MATERIAL PROVIDED START
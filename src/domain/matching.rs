use serde::{Deserialize, Serialize};
use uuid::Uuid;

use super::decimal_to_f64;
use crate::services::matcher::{ConfidenceBand, MatchType, MaterialMatch};

/// Ad-hoc lookup of one description against the catalog
#[derive(Debug, Clone, Deserialize)]
pub struct MatchRequest {
    pub description: String,
    #[serde(default)]
    pub unit: Option<String>,
    #[serde(default)]
    pub category: Option<String>,
    #[serde(default)]
    pub threshold: Option<u32>,
}

#[derive(Debug, Clone, Serialize)]
pub struct MatchCandidate {
    pub material_id: Uuid,
    pub product_code: String,
    pub description: String,
    pub category: String,
    pub unit: String,
    pub unit_price: f64,
    pub confidence: f64,
    pub confidence_band: ConfidenceBand,
    pub match_type: MatchType,
    pub reasoning: String,
}

impl From<&MaterialMatch> for MatchCandidate {
    fn from(m: &MaterialMatch) -> Self {
        Self {
            material_id: m.material.id,
            product_code: m.material.product_code.clone(),
            description: m.material.description.clone(),
            category: m.material.category.clone(),
            unit: m.material.unit.clone(),
            unit_price: decimal_to_f64(m.material.unit_price),
            confidence: (m.confidence * 10_000.0).round() / 10_000.0,
            confidence_band: ConfidenceBand::of(m.confidence),
            match_type: m.match_type,
            reasoning: m.reasoning.clone(),
        }
    }
}

#[derive(Debug, Clone, Serialize)]
pub struct MatchResponse {
    pub description: String,
    pub inferred_category: Option<String>,
    pub matches: Vec<MatchCandidate>,
    pub best_match: Option<MatchCandidate>,
}

#[derive(Debug, Clone, Deserialize, Default)]
pub struct ProjectMatchRequest {
    #[serde(default)]
    pub threshold: Option<u32>,
    /// Persist the selected match onto each takeoff item
    #[serde(default)]
    pub apply: bool,
}

#[derive(Debug, Clone, Serialize)]
pub struct TakeoffMatchResult {
    pub takeoff_item_id: Uuid,
    pub label: String,
    pub qty: f64,
    pub unit: String,
    pub best_match: Option<MatchCandidate>,
    pub suggestions: Vec<MatchCandidate>,
    pub applied: bool,
}

#[derive(Debug, Clone, Default, Serialize)]
pub struct ProjectMatchSummary {
    pub total_items: usize,
    pub matched: usize,
    pub unmatched: usize,
    pub high_confidence: usize,
    pub medium_confidence: usize,
    pub low_confidence: usize,
    pub applied: usize,
}

impl ProjectMatchSummary {
    pub fn record(&mut self, result: &TakeoffMatchResult) {
        self.total_items += 1;
        if result.applied {
            self.applied += 1;
        }
        match &result.best_match {
            Some(best) => {
                self.matched += 1;
                match best.confidence_band {
                    ConfidenceBand::High => self.high_confidence += 1,
                    ConfidenceBand::Medium => self.medium_confidence += 1,
                    ConfidenceBand::Low => self.low_confidence += 1,
                }
            }
            None => self.unmatched += 1,
        }
    }
}

#[derive(Debug, Clone, Serialize)]
pub struct ProjectMatchResponse {
    pub summary: ProjectMatchSummary,
    pub results: Vec<TakeoffMatchResult>,
}

#[cfg(test)]
mod tests {
    use super::*;
    use crate::services::matcher::CatalogEntry;
    use rust_decimal::Decimal;

    fn result(confidence: Option<f64>) -> TakeoffMatchResult {
        let best = confidence.map(|c| {
            MatchCandidate::from(&MaterialMatch {
                material: CatalogEntry {
                    id: Uuid::new_v4(),
                    product_code: "OSB-716".into(),
                    description: "7/16 OSB Sheathing 4x8".into(),
                    category: "Walls".into(),
                    unit: "SHT".into(),
                    unit_price: Decimal::new(1895, 2),
                },
                confidence: c,
                match_type: MatchType::Fuzzy,
                reasoning: "test".into(),
            })
        });
        TakeoffMatchResult {
            takeoff_item_id: Uuid::new_v4(),
            label: "OSB".into(),
            qty: 40.0,
            unit: "SHT".into(),
            best_match: best,
            suggestions: vec![],
            applied: false,
        }
    }

    #[test]
    fn summary_buckets_by_confidence() {
        let mut summary = ProjectMatchSummary::default();
        for c in [Some(0.95), Some(0.8), Some(0.7), Some(0.6), Some(0.3), None] {
            summary.record(&result(c));
        }
        assert_eq!(summary.total_items, 6);
        assert_eq!(summary.matched, 5);
        assert_eq!(summary.unmatched, 1);
        assert_eq!(summary.high_confidence, 2);
        assert_eq!(summary.medium_confidence, 2);
        assert_eq!(summary.low_confidence, 1);
    }

    #[test]
    fn candidate_prices_are_plain_numbers() {
        let r = result(Some(0.91234));
        let best = r.best_match.unwrap();
        assert_eq!(best.unit_price, 18.95);
        assert_eq!(best.confidence, 0.9123);
    }
}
MATERIAL PROVIDED END
TASK DETAILS:
From the data above, copy out every line with the string "record" in it.

EXERCISE RESULT:
    pub fn record(&mut self, result: &TakeoffMatchResult) {
            summary.record(&result(c));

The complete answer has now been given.